Skylights featured five times on Earth Science
Picture of the Day: 1
, 2
, 3
, 4
, 5
Photo of the Week. Vesta, the brightest asteroid and
the fourth found, 500 kilometers in diameter and averaging 2.4
times Earth's distance from the Sun, moves through central Gemini on January 21, 2006.
Occasionally visible to the naked eye, here it shines at magnitude
6.6, just fainter than the formal limit. Castor and Pollux shine
at far left, Castor on top.
Astronomy news for the week starting Friday, February 17, 2006.
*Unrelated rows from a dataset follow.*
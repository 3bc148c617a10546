// Port configuration
pub const DEFAULT_PORT: u16 = 3001;
pub const ALTERNATIVE_PORT: u16 = 3002;
pub const PORTS_TO_CHECK: &[u16] = &[DEFAULT_PORT, ALTERNATIVE_PORT];

// Clustering
pub const DEFAULT_MAX_CLUSTER_RADIUS: f64 = 60.0;
pub const SPIDERFY_BASE_RADIUS: f64 = 35.0;
pub const DEFAULT_SPIDERFY_MULTIPLIER: f64 = 1.0;

// Initial map view (Krabi town area)
pub const INITIAL_CENTER: (f64, f64) = (8.0863, 98.9063);
pub const INITIAL_ZOOM: f64 = 10.0;
pub const MIN_ZOOM: f64 = 8.0;
pub const MAX_ZOOM: f64 = 17.0;
pub const DEFAULT_VIEWPORT: (f64, f64) = (1024.0, 640.0);

// Hardcoded fallback box used when the border file can't be loaded: [south-west, north-east]
pub const FALLBACK_BOUNDS: [(f64, f64); 2] = [(7.4, 98.55), (8.4, 99.1)];
pub const MAX_BOUNDS_PAD: f64 = 0.15;
pub const BOUNDARY_PAD: f64 = 0.08;

// Fly-to parameters (durations in seconds)
pub const CLUSTER_FLY_DURATION: f64 = 0.35;
pub const MARKER_FLY_DURATION: f64 = 0.6;
pub const SINGLE_FOCUS_DURATION: f64 = 1.0;
pub const MARKER_MIN_ZOOM: f64 = 11.0;
pub const SINGLE_FOCUS_ZOOM: f64 = 14.0;
pub const CLUSTER_ZOOM_STEP: f64 = 2.0;

// Fit-bounds padding leaves room for the info card at the bottom
pub const CARD_PADDING_TOP_LEFT: (f64, f64) = (50.0, 50.0);
pub const CARD_PADDING_BOTTOM_RIGHT: (f64, f64) = (50.0, 220.0);
pub const CARD_FIT_MAX_ZOOM: f64 = 12.0;

// Colors
pub const COLOR_BEACH: &str = "#ffb347";
pub const COLOR_ISLAND: &str = "#00b894";
pub const COLOR_SNORKEL: &str = "#0984e3";
pub const COLOR_SUNSET: &str = "#e17055";
pub const DEFAULT_MARKER_COLOR: &str = "#0b69c4";
pub const DEFAULT_CLUSTER_COLOR: &str = "#444444";
pub const MIXED_CLUSTER_GRADIENT: &[&str] = &[COLOR_SUNSET, COLOR_ISLAND, COLOR_SNORKEL, COLOR_BEACH];

// Spider legs
pub const SPIDER_LINE_COLOR: &str = "#666";
pub const SPIDER_LINE_WEIGHT: f64 = 1.0;
pub const SPIDER_LINE_OPACITY: f64 = 0.7;

// Boundary overlay style
pub const BOUNDARY_STROKE: &str = "#0099ff";
pub const BOUNDARY_WEIGHT: f64 = 2.0;
pub const BOUNDARY_FILL: &str = "#e6f4ff";
pub const BOUNDARY_FILL_OPACITY: f64 = 0.18;
pub const BOUNDARY_ASSET: &str = "krabi-border.geojson";

// Tile provider
pub const TILE_URL_TEMPLATE: &str =
    "https://{s}.basemaps.cartocdn.com/rastertiles/voyager/{z}/{x}/{y}{r}.png";
pub const TILE_MAX_ZOOM: u8 = 19;
pub const TILE_ATTRIBUTION: &str = "&copy; <a href=\"https://www.openstreetmap.org/copyright\">OpenStreetMap</a> contributors &copy; <a href=\"https://carto.com/attributions\">CARTO</a>";

// Locales
pub const DEFAULT_LOCALE: &str = "en";

// SSE
pub const EVENT_CHANNEL_CAPACITY: usize = 100;
pub const HEARTBEAT_SECS: u64 = 30;
use serde::Serialize;
use std::collections::BTreeMap;

use crate::cluster::Cluster;
use crate::constants::{DEFAULT_CLUSTER_COLOR, MIXED_CLUSTER_GRADIENT};
use crate::geo::{LatLng, Point};
use crate::map_view::MapView;
use crate::marker::Marker;
use crate::places::{Category, CategoryFilter};

const MARKER_ICON_SIZE: [u32; 2] = [28, 28];
const MARKER_ICON_ANCHOR: [u32; 2] = [14, 26];
const CLUSTER_ICON_SIZE: [u32; 2] = [40, 40];

#[derive(Debug, Clone, PartialEq, Serialize)]
pub struct MarkerIcon {
    pub color: &'static str,
    pub active: bool,
    pub size: [u32; 2],
    pub anchor: [u32; 2],
}

impl MarkerIcon {
    pub fn for_category(category: Category, active: bool) -> Self {
        MarkerIcon {
            color: category.color(),
            active,
            size: MARKER_ICON_SIZE,
            anchor: MARKER_ICON_ANCHOR,
        }
    }
}

#[derive(Debug, Clone, PartialEq, Serialize)]
#[serde(tag = "type", rename_all = "snake_case")]
pub enum BadgeFill {
    Gradient { colors: Vec<&'static str> },
    Solid { color: &'static str },
}

/// Drawable item for one cluster of the current pass.
#[derive(Debug, Clone, Serialize)]
#[serde(tag = "kind", rename_all = "snake_case")]
pub enum RenderedLayer {
    Marker {
        marker: Marker,
        icon: MarkerIcon,
    },
    Cluster {
        index: usize,
        position: LatLng,
        point: Point,
        count: usize,
        size: [u32; 2],
        fill: BadgeFill,
        members: Vec<String>,
    },
}

/// Most frequent category. Ties go to the category declared first.
pub fn dominant_category<I>(categories: I) -> Option<Category>
where
    I: IntoIterator<Item = Category>,
{
    let mut counts: BTreeMap<Category, usize> = BTreeMap::new();
    for category in categories {
        *counts.entry(category).or_insert(0) += 1;
    }

    let mut best: Option<(Category, usize)> = None;
    for (category, count) in counts {
        if best.map_or(true, |(_, top)| count > top) {
            best = Some((category, count));
        }
    }
    best.map(|(category, _)| category)
}

pub fn badge_fill(categories: &[Category], filter: CategoryFilter) -> BadgeFill {
    let mixed = categories.iter().any(|c| Some(c) != categories.first());

    if filter == CategoryFilter::All && mixed {
        return BadgeFill::Gradient {
            colors: MIXED_CLUSTER_GRADIENT.to_vec(),
        };
    }

    let color = match dominant_category(categories.iter().copied()) {
        Some(Category::Unknown) | None => DEFAULT_CLUSTER_COLOR,
        Some(category) => category.color(),
    };
    BadgeFill::Solid { color }
}

/// Turns one clustering pass into drawable layers. Singletons become plain
/// markers, everything else a count badge at the centroid.
pub fn render_clusters(
    map: &MapView,
    clusters: &[Cluster],
    markers: &[Marker],
    filter: CategoryFilter,
    active: Option<&str>,
) -> Vec<RenderedLayer> {
    clusters
        .iter()
        .enumerate()
        .filter_map(|(index, cluster)| {
            let members: Vec<&Marker> = cluster
                .members
                .iter()
                .filter_map(|&i| markers.get(i))
                .collect();

            match members.as_slice() {
                [] => None,
                [marker] => Some(RenderedLayer::Marker {
                    icon: MarkerIcon::for_category(
                        marker.category,
                        active == Some(marker.place_id.as_str()),
                    ),
                    marker: (*marker).clone(),
                }),
                _ => {
                    let categories: Vec<Category> = members.iter().map(|m| m.category).collect();
                    Some(RenderedLayer::Cluster {
                        index,
                        position: map.layer_point_to_lat_lng(cluster.centroid),
                        point: cluster.centroid,
                        count: members.len(),
                        size: CLUSTER_ICON_SIZE,
                        fill: badge_fill(&categories, filter),
                        members: members.iter().map(|m| m.place_id.clone()).collect(),
                    })
                }
            }
        })
        .collect()
}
The Moon begins our week in its waning gibbous phase, passes third
quarter the night of Monday, February 20 (about the time of
Moonrise in North America), and thereafter wanes as a thinning crescent, rising ever
later. The night of Friday the 17th sees the Moon rising just to
the east of the star Spica in Virgo. Then take a look as the Moon
lies to the southwest of Jupiter
the morning of Sunday the 19th, and to the southeast of the planet
the following morning, before plowing down through the heart of Scorpius. The morning of Tuesday the
21st, the Moon will be just to the west of Antares, close, though not (for
those of us in North America) replicating the more intimate passage of last month. (The star
is occulted as seen from Australia, while Spica is earlier occulted
as seen from parts of Africa.) Finally, the morning of Friday the 24th,
the waning crescent can be seen down and to the right of Venus.
Venus tops the planetary scene, as on Friday the 17th it
reaches its greatest brilliancy of the year. While seen as a
crescent through the telescope (the current positioning causing
us to view mostly the nighttime side and just a piece of the
daytime side), Venus is so close that it now reflects its maximum
light to us. The fading will for a long time be un-noticeable.
Rising now in a dark sky just before 4:30 AM, the planet will
for a time get
higher before dawn takes over (the combination of Venus
against growing twilight glorious to see). Be sure also to admire
Jupiter. Now rising around midnight in Libra, the giant planet is making
the transition to the evening and crossing the meridian to the
south at daybreak, giving the morning sky two great lights.
Early evening gives us another pair of planets to watch. Moving
into mid-evening's western sky,
Mars (in Taurus) transits at
sunset, but does not set until past 1 AM, after Jupiter rises. Far
to the east is Saturn, in Cancer, which
transits to the south about 10:30 PM and lies near the Beehive cluster (Mars, in
parallel, visiting the Pleiades). If you have a clear western horizon, in
fading twilight you might also spot Mercury, which is making
its winter appearance, its maximum eastern elongation (18 degrees)
taking place on Thursday the 23rd.
Again we look to mighty Orion,
which in mid-evening stands midway up the southern sky, the
constellation filled with brilliant blue-white stars and bejewelled
with one reddish one, the supergiant Betelgeuse. Many of the
constellation's stars share their place and time with each other as
part of a loose, physically-related, "association." Scorpius (which holds Antares, the other bright red
supergiant of the sky), Centaurus, and Perseus
are similar. Gradually, as spring approaches, the Hunter will
tread to the west, he and his bright entourage to be taken over --
temporarily (he will be back) -- by the Sun.